The reason this happens is ggplot "lazy rating". This is a common problem when ggplot used in this way (making layers separately in a loop, instead of having ggplot for you, as in the @hrbrmstr solution).
ggplot stores aes(...) arguments as expressions and evaluates them only when rendering the graph. So, in your loops, something like
aes(y = df[,p], colour = place[p-1])
It is stored as is and evaluated when rendering the graph after the completion of the cycle. At this point, p = 3, so all graphs are displayed with p = 3.
So the “right” way to do this is to use melt(...) in the reshape2 package to convert your data from wide format and let ggplot manage the layers for you. I put “correctly” in quotation marks, because in this particular case there is subtlety. When calculating distributions for the violin using a frame of molten data, ggplot uses the total amount (for both Chicago and Miami) as a scale. If you want the violins to scale individually in frequency, you need to use loops (unfortunately).
The way around the lazy evaluation problem is to reference the loop index in the definition of data=... This is not saved as an expression, the actual data is stored in the schedule definition. So you can do this:
g <- ggplot(df,aes(x=topic)) for (p in 2:length(df)) { gg.data <- data.frame(topic=df$topic,value=df[,p],city=names(df)[p]) g <- g + geom_violin(data=gg.data,aes(y=value, color=city)) } g

which gives the same result as yours. Note that the p index does not appear in aes(...) .
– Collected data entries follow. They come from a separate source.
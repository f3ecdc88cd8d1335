use std::collections::BTreeMap;
use std::sync::Arc;

use anyhow::Result;
use biogen_contracts::image_ref::InlineImage;
use serde_json::Value;

use crate::dryrun::DryrunProvider;
use crate::gemini::{GeminiProvider, GeminiSettings};

/// What a structured text call is for. Real providers only log it; the
/// dry-run provider uses it to pick a payload shape.
#[derive(Debug, Clone, Copy, PartialEq, Eq)]
pub enum TextPurpose {
    CreatureData,
    BattleAnalysis,
}

impl TextPurpose {
    pub fn as_str(self) -> &'static str {
        match self {
            Self::CreatureData => "creature data",
            Self::BattleAnalysis => "battle analysis",
        }
    }
}

#[derive(Debug, Clone)]
pub struct TextRequest {
    pub model: String,
    pub purpose: TextPurpose,
    pub system_instruction: Option<String>,
    pub prompt: String,
    pub response_schema: Value,
    pub temperature: f64,
}

#[derive(Debug, Clone)]
pub struct ImageRequest {
    pub model: String,
    pub prompt: String,
}

/// Schema-constrained text generation.
pub trait TextProvider: Send + Sync {
    fn name(&self) -> &str;
    /// Raw JSON text of the response, `None` when the service sent no text.
    fn generate_text(&self, request: &TextRequest) -> Result<Option<String>>;
}

pub trait ImageProvider: Send + Sync {
    fn name(&self) -> &str;
    /// `None` when the service answered without an image payload.
    fn generate_image(&self, request: &ImageRequest) -> Result<Option<InlineImage>>;
}

#[derive(Default)]
pub struct ProviderRegistry {
    text: BTreeMap<String, Arc<dyn TextProvider>>,
    image: BTreeMap<String, Arc<dyn ImageProvider>>,
}

impl ProviderRegistry {
    pub fn new() -> Self {
        Self::default()
    }

    pub fn register_text(&mut self, provider: Arc<dyn TextProvider>) {
        self.text.insert(provider.name().to_string(), provider);
    }

    pub fn register_image(&mut self, provider: Arc<dyn ImageProvider>) {
        self.image.insert(provider.name().to_string(), provider);
    }

    pub fn text(&self, name: &str) -> Option<Arc<dyn TextProvider>> {
        self.text.get(name).cloned()
    }

    pub fn image(&self, name: &str) -> Option<Arc<dyn ImageProvider>> {
        self.image.get(name).cloned()
    }

    pub fn names(&self) -> Vec<String> {
        let mut names = self
            .text
            .keys()
            .chain(self.image.keys())
            .cloned()
            .collect::<Vec<String>>();
        names.sort();
        names.dedup();
        names
    }
}

/// Gemini plus the offline dry-run provider, with Gemini settings taken from
/// the process environment.
pub fn default_provider_registry() -> ProviderRegistry {
    provider_registry(GeminiSettings::from_env())
}

pub fn provider_registry(gemini: GeminiSettings) -> ProviderRegistry {
    let mut providers = ProviderRegistry::new();
    let gemini = Arc::new(GeminiProvider::new(gemini));
    providers.register_text(gemini.clone());
    providers.register_image(gemini);
    let dryrun = Arc::new(DryrunProvider);
    providers.register_text(dryrun.clone());
    providers.register_image(dryrun);
    providers
}
//! The reconciliation engine.
//!
//! [`ReconciliationEngine::apply_batch`] is the only writer of absence
//! records and dummy markers. Every batch is applied in a single storage
//! transaction, and every mutation is followed by a repair step that
//! restores the class-day invariant:
//!
//! > for every (class, day) the engine has processed, exactly one of
//! > {at least one absence record, one dummy marker} exists — never both,
//! > never neither.
//!
//! The repair step is a read-then-conditionally-write; the storage layer's
//! read-set validation (including prefix-set validation) makes it safe
//! under concurrent batches for the same class-day: the loser's commit
//! conflicts and is retried from a fresh read.

use std::{
    collections::{BTreeMap, BTreeSet},
    sync::Arc,
};

use chrono::{DateTime, Utc};
use rollbook_storage::{ClassId, SchoolDay, StorageBackend, Transaction, codec};

use crate::{
    error::{LedgerError, LedgerResult},
    keys,
    records::{AbsenceReason, AbsenceRecord, DummyMarker, PlacementJob, PupilRecord},
    retry::RetryConfig,
    sink::UpstreamSink,
};

/// Per-shift reason counts for one school day.
///
/// Every [`AbsenceReason`] variant is present in both maps, zero-defaulted.
#[derive(Debug, Clone, PartialEq, Eq)]
pub struct DayStatistics {
    /// Counts for first-shift (morning) classes.
    pub first_shift: BTreeMap<AbsenceReason, usize>,
    /// Counts for second-shift (afternoon) classes.
    pub second_shift: BTreeMap<AbsenceReason, usize>,
}

fn zero_counts() -> BTreeMap<AbsenceReason, usize> {
    AbsenceReason::ALL.iter().map(|r| (*r, 0)).collect()
}

/// Applies placement batches and serves absence reads.
///
/// Constructed once at process start with an injected backend and upstream
/// sink; cheaply cloneable.
#[derive(Clone)]
pub struct ReconciliationEngine {
    backend: Arc<dyn StorageBackend>,
    sink: Arc<dyn UpstreamSink>,
    retry: RetryConfig,
}

impl ReconciliationEngine {
    /// Creates an engine over the given backend and upstream sink.
    pub fn new(backend: Arc<dyn StorageBackend>, sink: Arc<dyn UpstreamSink>) -> Self {
        Self { backend, sink, retry: RetryConfig::default() }
    }

    /// Replaces the commit retry configuration.
    #[must_use]
    pub fn with_retry(mut self, retry: RetryConfig) -> Self {
        self.retry = retry;
        self
    }

    /// Applies a batch of placement jobs atomically.
    ///
    /// Each upsert job replaces the record keyed by (pupil, day); each clear
    /// job (`reason: None` or empty lessons) deletes it. After every
    /// mutation the class-day invariant is re-checked and repaired. The
    /// whole batch commits or none of it does; validation failures reject
    /// the batch before anything is written.
    ///
    /// After a successful local commit the batch is offered to the upstream
    /// sink; sink failures are logged and never affect the result.
    ///
    /// # Errors
    ///
    /// Validation errors ([`LedgerError::EmptyBatch`],
    /// [`LedgerError::MixedClasses`], [`LedgerError::NonSchoolDay`],
    /// [`LedgerError::UnknownClass`], [`LedgerError::UnknownPupil`],
    /// [`LedgerError::PupilNotInClass`]) reject the batch synchronously.
    /// Commit conflicts are retried with backoff before surfacing as
    /// [`LedgerError::Storage`].
    #[tracing::instrument(skip(self, jobs), fields(jobs = jobs.len()))]
    pub async fn apply_batch(&self, jobs: &[PlacementJob]) -> LedgerResult<()> {
        let class = validate_shape(jobs)?;

        let mut attempt = 0_u32;
        loop {
            match self.try_apply(class, jobs).await {
                Ok(()) => break,
                Err(err) if RetryConfig::should_retry(&err) && attempt < self.retry.max_retries => {
                    let delay = self.retry.backoff(attempt);
                    attempt += 1;
                    tracing::debug!(
                        class = %class,
                        attempt,
                        delay_ms = delay.as_millis() as u64,
                        error = %err,
                        "batch commit contended, retrying after backoff",
                    );
                    tokio::time::sleep(delay).await;
                },
                Err(err) => return Err(err),
            }
        }

        // Push failure must never roll back or block the local commit.
        if let Err(err) = self.sink.push(jobs).await {
            tracing::warn!(class = %class, error = %err, "upstream push failed after local commit");
        }
        Ok(())
    }

    /// One transactional attempt at applying the batch.
    async fn try_apply(&self, class: ClassId, jobs: &[PlacementJob]) -> LedgerResult<()> {
        let mut txn = self.backend.transaction().await?;

        if txn.get(&keys::class_key(class)).await?.is_none() {
            return Err(LedgerError::UnknownClass(class));
        }
        for job in jobs {
            let bytes = txn
                .get(&keys::pupil_key(job.pupil))
                .await?
                .ok_or(LedgerError::UnknownPupil(job.pupil))?;
            let pupil: PupilRecord = codec::decode(&bytes)?;
            if pupil.class != class {
                return Err(LedgerError::PupilNotInClass {
                    pupil: job.pupil,
                    class,
                    actual: pupil.class,
                });
            }
        }

        let days: BTreeSet<SchoolDay> = jobs.iter().map(|j| j.day).collect();
        for day in &days {
            detect_violation(txn.as_mut(), class, *day).await?;
        }

        let now = Utc::now();
        for job in jobs {
            let key = keys::absence_key(class, job.day, job.pupil);
            if job.is_upsert() {
                let record = AbsenceRecord {
                    pupil: job.pupil,
                    class,
                    day: job.day,
                    reason: job.reason.unwrap_or(AbsenceReason::Unknown),
                    lessons: job.lessons.clone(),
                    submitted_by: job.submitted_by,
                    note: job.note.clone(),
                    last_changed: now,
                };
                txn.set(key, codec::encode(&record)?);
            } else {
                txn.delete(key);
            }
            repair_class_day(txn.as_mut(), class, job.day, now).await?;
        }

        txn.commit().await?;
        Ok(())
    }

    /// Explicitly reconciles a class-day with nothing to report.
    ///
    /// Installs a dummy marker if — and only if — the class-day has no
    /// absence records and no marker yet. Returns whether a marker was
    /// installed.
    pub async fn mark_empty_day(&self, class: ClassId, day: SchoolDay) -> LedgerResult<bool> {
        if day.is_sunday() {
            return Err(LedgerError::NonSchoolDay(day));
        }

        let mut attempt = 0_u32;
        loop {
            let result = self.try_mark_empty(class, day).await;
            match result {
                Err(err) if RetryConfig::should_retry(&err) && attempt < self.retry.max_retries => {
                    let delay = self.retry.backoff(attempt);
                    attempt += 1;
                    tokio::time::sleep(delay).await;
                },
                other => return other,
            }
        }
    }

    async fn try_mark_empty(&self, class: ClassId, day: SchoolDay) -> LedgerResult<bool> {
        let mut txn = self.backend.transaction().await?;
        if txn.get(&keys::class_key(class)).await?.is_none() {
            return Err(LedgerError::UnknownClass(class));
        }

        let has_records = !txn.get_prefix(&keys::class_day_prefix(class, day)).await?.is_empty();
        let has_marker = txn.get(&keys::marker_key(class, day)).await?.is_some();
        if has_records || has_marker {
            return Ok(false);
        }
        let marker = DummyMarker { class, day, placed_at: Utc::now() };
        txn.set(keys::marker_key(class, day), codec::encode(&marker)?);
        txn.commit().await?;
        Ok(true)
    }

    /// Absence records for one class-day. Dummy markers are not records and
    /// never appear here.
    pub async fn class_absence(
        &self,
        class: ClassId,
        day: SchoolDay,
    ) -> LedgerResult<Vec<AbsenceRecord>> {
        self.ensure_class(class).await?;
        let mut out = Vec::new();
        for kv in self.backend.get_prefix(&keys::class_day_prefix(class, day)).await? {
            out.push(codec::decode(&kv.value)?);
        }
        Ok(out)
    }

    /// Absence records for one class across an inclusive day range.
    pub async fn class_absence_range(
        &self,
        class: ClassId,
        from: SchoolDay,
        to: SchoolDay,
    ) -> LedgerResult<Vec<AbsenceRecord>> {
        self.ensure_class(class).await?;
        let mut out = Vec::new();
        for kv in self.backend.get_prefix(&keys::class_absence_prefix(class)).await? {
            let record: AbsenceRecord = codec::decode(&kv.value)?;
            if record.day >= from && record.day <= to {
                out.push(record);
            }
        }
        Ok(out)
    }

    /// Per-shift reason counts for one day, zero-defaulted over every
    /// reason kind.
    pub async fn statistics(&self, day: SchoolDay) -> LedgerResult<DayStatistics> {
        let mut stats =
            DayStatistics { first_shift: zero_counts(), second_shift: zero_counts() };

        for class_kv in self.backend.get_prefix(&keys::class_prefix()).await? {
            let class: crate::records::SchoolClass = codec::decode(&class_kv.value)?;
            let shift =
                if class.second_shift { &mut stats.second_shift } else { &mut stats.first_shift };
            for record_kv in self.backend.get_prefix(&keys::class_day_prefix(class.id, day)).await? {
                let record: AbsenceRecord = codec::decode(&record_kv.value)?;
                *shift.entry(record.reason).or_insert(0) += 1;
            }
        }
        Ok(stats)
    }

    /// Classes with neither an absence record nor a dummy marker for `day`
    /// — not yet reconciled at all, as opposed to "reconciled, nothing to
    /// report".
    pub async fn classes_with_no_data(&self, day: SchoolDay) -> LedgerResult<Vec<ClassId>> {
        let mut out = Vec::new();
        for kv in self.backend.get_prefix(&keys::class_prefix()).await? {
            let class: crate::records::SchoolClass = codec::decode(&kv.value)?;
            let has_records =
                !self.backend.get_prefix(&keys::class_day_prefix(class.id, day)).await?.is_empty();
            if has_records {
                continue;
            }
            let has_marker = self.backend.get(&keys::marker_key(class.id, day)).await?.is_some();
            if !has_marker {
                out.push(class.id);
            }
        }
        Ok(out)
    }

    async fn ensure_class(&self, class: ClassId) -> LedgerResult<()> {
        if self.backend.get(&keys::class_key(class)).await?.is_none() {
            return Err(LedgerError::UnknownClass(class));
        }
        Ok(())
    }
}

/// Validates batch shape: non-empty, single class, school days only.
fn validate_shape(jobs: &[PlacementJob]) -> LedgerResult<ClassId> {
    let first = jobs.first().ok_or(LedgerError::EmptyBatch)?;
    for job in jobs {
        if job.class != first.class {
            return Err(LedgerError::MixedClasses { expected: first.class, found: job.class });
        }
        if job.day.is_sunday() {
            return Err(LedgerError::NonSchoolDay(job.day));
        }
    }
    Ok(first.class)
}

/// Logs (at error severity) a stored state that violates the class-day
/// invariant. The repair step that follows heals it; the log is the signal
/// that some earlier writer misbehaved.
async fn detect_violation(
    txn: &mut dyn Transaction,
    class: ClassId,
    day: SchoolDay,
) -> LedgerResult<()> {
    let has_records = !txn.get_prefix(&keys::class_day_prefix(class, day)).await?.is_empty();
    let has_marker = txn.get(&keys::marker_key(class, day)).await?.is_some();
    if has_records && has_marker {
        tracing::error!(
            class = %class,
            day = %day,
            "class-day has both live records and a dummy marker; repairing",
        );
    }
    Ok(())
}

/// Restores the class-day invariant over the transaction's merged view:
/// a dummy marker exists exactly when no records do. Idempotent; safe to
/// run after every mutation.
async fn repair_class_day(
    txn: &mut dyn Transaction,
    class: ClassId,
    day: SchoolDay,
    now: DateTime<Utc>,
) -> LedgerResult<()> {
    let has_records = !txn.get_prefix(&keys::class_day_prefix(class, day)).await?.is_empty();
    let marker_key = keys::marker_key(class, day);
    let has_marker = txn.get(&marker_key).await?.is_some();

    if has_records {
        if has_marker {
            txn.delete(marker_key);
        }
    } else if !has_marker {
        let marker = DummyMarker { class, day, placed_at: now };
        txn.set(marker_key, codec::encode(&marker)?);
    }
    Ok(())
}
Update: note on scale="width" (mentioned in the comment). This leads to the fact that all the violins have the same width (see below), which is not the same scaling as in the OP source code. IMO is not a great way to visualize data, as it suggests that the Chicago group has a lot more data.
ggplot(gg) +geom_violin(aes(x=topic,y=value,color=variable), alpha=0.3,position="identity",scale="width")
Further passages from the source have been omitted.